Very few women do much good on date sites either no matter what you read.

There's plenty in this forum alone been on them for years and had nothing but total bs.

When l was on one for a short stint , most of the women on mine were also on 4 or 5 others too. Now do the sums on that one . If it's anything like what some people make out there is no way in hell they could handle 4 or 5 date sites or be on them for years yet still end up with nothing.

 

Some other little points are l met the absolute pick of the crop to my taste , and yet even they had been on at least one or two for years and had gotten no where.
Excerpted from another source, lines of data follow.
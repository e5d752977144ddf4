//! Interactive session
//!
//! Input and output buffers plus the toggles of the editor, with every UI
//! event mapped to a named transition. A front-end forwards events here and
//! renders `input()`, `output()`, `status()` and any queued notices.

use rtlfix_text::{
    JoinPolicy, LineProcessor, Result, ShapingContext, ShapingOptions, ShapingService, TextError,
};

use crate::clipboard::{ClipboardError, ClipboardSink};

/// Session state
#[derive(Debug, Clone, Copy, PartialEq, Eq, Default)]
pub enum SessionState {
    /// No context built yet
    #[default]
    Idle,
    /// A shaping context is built and the last operation succeeded
    Ready,
    /// Capability missing or the last operation failed
    Error,
}

/// Message the front-end should show to the user
#[derive(Debug, Clone, PartialEq, Eq)]
pub enum Notice {
    /// Shown once at startup when shaping is unavailable
    MissingCapability { title: String, message: String },
    /// Blocking error dialog
    ErrorDialog { title: String, message: String },
}

/// Session configuration
#[derive(Debug, Clone, Copy, PartialEq, Eq)]
pub struct SessionConfig {
    /// Strip harakat from the output
    pub delete_harakat: bool,
    /// Reprocess on every input change
    pub live: bool,
    /// How processed lines are rejoined
    pub join_policy: JoinPolicy,
}

impl Default for SessionConfig {
    fn default() -> Self {
        Self {
            delete_harakat: false,
            live: true,
            join_policy: JoinPolicy::Concatenate,
        }
    }
}

/// Editor session state machine
#[derive(Debug)]
pub struct InteractiveSession {
    service: ShapingService,
    config: SessionConfig,
    processor: LineProcessor,
    context: Option<ShapingContext>,
    state: SessionState,
    input: String,
    output: String,
    status: String,
    notices: Vec<Notice>,
}

impl InteractiveSession {
    /// Start a session. A missing capability puts the session in `Error`
    /// and queues a one-time warning.
    pub fn new(service: ShapingService, config: SessionConfig) -> Self {
        let mut session = Self {
            service,
            config,
            processor: LineProcessor::new(config.join_policy),
            context: None,
            state: SessionState::Idle,
            input: String::new(),
            output: String::new(),
            status: "Ready".to_string(),
            notices: Vec::new(),
        };

        if let Some(err) = session.service.missing() {
            tracing::warn!("Starting without shaping support: {}", err);
            session.state = SessionState::Error;
            session.status = "Missing dependencies".to_string();
            session.notices.push(Notice::MissingCapability {
                title: "Missing dependencies".to_string(),
                message: format!("{err}. Then restart the app."),
            });
        }

        session
    }

    pub fn state(&self) -> SessionState {
        self.state
    }

    pub fn config(&self) -> SessionConfig {
        self.config
    }

    pub fn input(&self) -> &str {
        &self.input
    }

    /// Last computed output. Only the session writes it.
    pub fn output(&self) -> &str {
        &self.output
    }

    /// Status line text
    pub fn status(&self) -> &str {
        &self.status
    }

    /// Drain notices queued since the last call
    pub fn take_notices(&mut self) -> Vec<Notice> {
        std::mem::take(&mut self.notices)
    }

    /// Set the delete-harakat toggle.
    ///
    /// The context is always rebuilt so the new option takes effect now. In
    /// live mode the input is reprocessed as by [`process_now`](Self::process_now).
    pub fn toggle_diacritics(&mut self, delete_harakat: bool) -> Result<()> {
        self.config.delete_harakat = delete_harakat;

        if self.config.live {
            return self.process_now();
        }

        match self.context(true) {
            Ok(_) => {
                self.state = SessionState::Ready;
                Ok(())
            }
            Err(e) => {
                self.fail_inline(&e);
                Err(e)
            }
        }
    }

    /// Set the live-processing toggle
    pub fn set_live(&mut self, live: bool) {
        self.config.live = live;
    }

    /// Input buffer changed (fires on every keystroke).
    ///
    /// A no-op beyond storing the text unless live mode is on. Failures
    /// only reach the status line so typing is never interrupted.
    pub fn input_changed(&mut self, text: impl Into<String>) -> Result<()> {
        self.input = text.into();

        if !self.config.live {
            return Ok(());
        }

        match self.run_pipeline(false) {
            Ok(()) => {
                self.state = SessionState::Ready;
                self.status = "Live".to_string();
                Ok(())
            }
            Err(e) => {
                self.fail_inline(&e);
                Err(e)
            }
        }
    }

    /// Explicit processing: rebuild the context and run the pipeline.
    ///
    /// Failures queue an error dialog.
    pub fn process_now(&mut self) -> Result<()> {
        match self.run_pipeline(true) {
            Ok(()) => {
                self.state = SessionState::Ready;
                self.status = "Processed".to_string();
                Ok(())
            }
            Err(e) => {
                self.state = SessionState::Error;
                self.status = "Error".to_string();
                self.notices.push(Notice::ErrorDialog {
                    title: "Error".to_string(),
                    message: e.to_string(),
                });
                Err(e)
            }
        }
    }

    /// Exchange the buffers verbatim
    pub fn swap(&mut self) {
        std::mem::swap(&mut self.input, &mut self.output);
        self.status = "Swapped input/output".to_string();
    }

    /// Empty both buffers
    pub fn clear(&mut self) {
        self.input.clear();
        self.output.clear();
        self.status = "Cleared".to_string();
    }

    /// Put the output buffer on the clipboard
    pub fn copy_output(&mut self, sink: &mut dyn ClipboardSink) -> std::result::Result<(), ClipboardError> {
        match sink.write_text(&self.output) {
            Ok(()) => {
                self.status = "Output copied to clipboard".to_string();
                Ok(())
            }
            Err(e) => {
                self.status = format!("Error: {e}");
                Err(e)
            }
        }
    }

    fn options(&self) -> ShapingOptions {
        ShapingOptions {
            delete_harakat: self.config.delete_harakat,
        }
    }

    /// Current context, built first if missing or `rebuild` is set
    fn context(&mut self, rebuild: bool) -> Result<ShapingContext> {
        let ctx = match self.context.take() {
            Some(ctx) if !rebuild => ctx,
            _ => self.service.prepare(self.options())?,
        };
        self.context = Some(ctx.clone());
        Ok(ctx)
    }

    fn run_pipeline(&mut self, rebuild: bool) -> Result<()> {
        let ctx = self.context(rebuild)?;
        self.output = self.processor.process_text(&self.input, &ctx);
        Ok(())
    }

    fn fail_inline(&mut self, err: &TextError) {
        tracing::debug!("Processing failed: {}", err);
        self.state = SessionState::Error;
        self.status = format!("Error: {err}");
    }
}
Most had only had a few dates in as many years or just cpmplained about who they had met or all the guys wanted was to get them in the sack.

One said she'd met some nice guys but over all in 3 yrs it had been a total waste of time.

And these were great ladies as l say imo the best on there, sincere and genuinely only on there hoping to meet mr right and the only decent 3 or 4 girls on my whole site in my range with the things l was looking for.

Butttttt, the good news is l live with one of them and l'd say we'll probably see life out together now tbh, she is without a doubt one of the coolest if not THE, women l've ever met, talking early 50s in my bracket.

 

So l dunno what your after man or anyone else in the forum on date sites but if something serious imo the best thing you can do is just forget95% of them and try to look for and hone in on that special one should you happen to see her on there and you just never know, you just might end up with a really nice happy ending.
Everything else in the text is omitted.